Since I am dishing out congratulations, I should throw some towards Los Angeles Angels outfielder Mike Trout, the best player in the game today. His contract extension, 12-years at $426.5 million including the money he was already owed in 2019 and 2020, is official. I think it’s only right he stays in an Angels uniform for the duration of his career. Many thought he’d join Bryce Harper in Philadelphia, including Bryce, and I am sure there are more than a few Yankee fans that had hoped he would find a way to the Bronx. As much as I would have loved Trout as a Yankee, he belongs in an Angels uniform and should stay there. He is such an amazing, selfless player who is head and shoulders above everyone else in MLB. Unlike Bryce Harper, Trout deserved to be paid like the best player in Baseball because he is.

Trout

I know the Yankees had been hoping Trout would fall to them in the 2009 MLB Draft but the Angels thwarted those plans when they chose Trout with the 25th pick of the draft (ironically, a compensation pick for losing free agent first baseman Mark Teixeira to the Yankees). With Trout off the board, the Yankees regrettably selected outfielder Slade Heathcott, no longer in the game, with the 29th pick. Dang, so close, yet so far away.  Of course, with the benefit of hindsight, there were 24 foolish picks before Trout in that draft.
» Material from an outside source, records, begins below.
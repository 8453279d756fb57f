//! Error types for linux-distros

use std::path::PathBuf;

use thiserror::Error;

/// Main error type for the application
#[derive(Error, Debug)]
pub enum Error {
    /// The database file could not be created or opened.
    #[error("Could not open database at {}: {reason}", path.display())]
    StoreOpen { path: PathBuf, reason: String },

    /// A statement failed to prepare.
    #[error("Query prepare error: {0}")]
    QueryPrepare(duckdb::Error),

    /// A prepared statement failed while stepping through rows.
    #[error("Query step error: {0}")]
    QueryStep(duckdb::Error),

    #[error("Database error: {0}")]
    Database(#[from] duckdb::Error),

    #[error("Configuration error: {0}")]
    Config(String),

    #[error("IO error: {0}")]
    Io(#[from] std::io::Error),

    #[error("TOML parse error: {0}")]
    TomlParse(#[from] toml::de::Error),

    #[error("TOML serialize error: {0}")]
    TomlSerialize(#[from] toml::ser::Error),

    #[error("JSON error: {0}")]
    Json(#[from] serde_json::Error),
}

/// Result type alias using our Error
pub type Result<T> = std::result::Result<T, Error>;

impl Error {
    /// Create a configuration error
    pub fn config(msg: impl Into<String>) -> Self {
        Self::Config(msg.into())
    }

    /// Create a store-open error for `path`
    pub fn store_open(path: impl Into<PathBuf>, reason: impl ToString) -> Self {
        Self::StoreOpen {
            path: path.into(),
            reason: reason.to_string(),
        }
    }

    /// Whether this error means the store never became available.
    #[must_use]
    pub const fn is_store_open(&self) -> bool {
        matches!(self, Self::StoreOpen { .. })
    }
}
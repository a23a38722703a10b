//! # Unkindle
//!
//! Pages through an open e-reader window, screenshots every page, notices when
//! the book stops changing and binds the captures into a single PDF.
//!
//! ## Example Usage
//!
//! ```rust,no_run
//! use std::sync::Arc;
//! use unkindle::{AppleScriptWindow, CaptureConfig, CaptureController};
//!
//! #[tokio::main]
//! async fn main() {
//!     let window = Arc::new(AppleScriptWindow::default());
//!
//!     let mut config = CaptureConfig::new("./books/my_book");
//!     config.max_pages = Some(50);
//!
//!     let (controller, handle) = CaptureController::new(window, config);
//!
//!     // `handle.stop()` finishes the current page and builds the PDF,
//!     // `handle.cancel()` abandons the run.
//!     tokio::spawn(async move {
//!         tokio::signal::ctrl_c().await.ok();
//!         handle.cancel();
//!     });
//!
//!     let result = controller.run().await;
//!     println!("Captured {} pages", result.pages_captured);
//! }
//! ```

pub mod error;
pub mod services;
pub mod types;

// Re-export main types and services for easier usage
pub use error::{Result, UnkindleError};
pub use services::{
    AppleScriptWindow, BookLibrary, CaptureController, DocumentAssembler, DuplicateDetector,
    PageAdvancer, PageCapturer, SessionEnd, SessionHandle, TargetWindowLocator,
    WindowController,
};
pub use types::{
    BookEntry, CaptureConfig, CaptureResult, PageCapture, SessionProgress, SessionStatus,
    WindowBounds,
};

/// Version information
pub const VERSION: &str = env!("CARGO_PKG_VERSION");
With no offense to top pick Stephen Strasburg, there is nobody on that list who comes close to Trout. Now if the Angels could just settle their stadium situation. I know they’ve talked with the city of Long Beach but I really hope the team stays in Orange County. I love Long Beach (one of my favorite cities) but it feels like Dodgers country to me. Maybe that’s just because the Dodgers are my NL team. Long Beach is located in Los Angeles County and is just a short 45-minute train ride south of downtown LA.  Mike Trout belongs to the Angels like the Angels belong in Orange County.  I hope they can get this figured out now that they no longer have to worry about Trout.

I don’t know about you but I am ready for Yankees baseball. One week, just one week. I can smell those hot dogs and beers outside of Yankee Stadium already.

As always, Go Yankees!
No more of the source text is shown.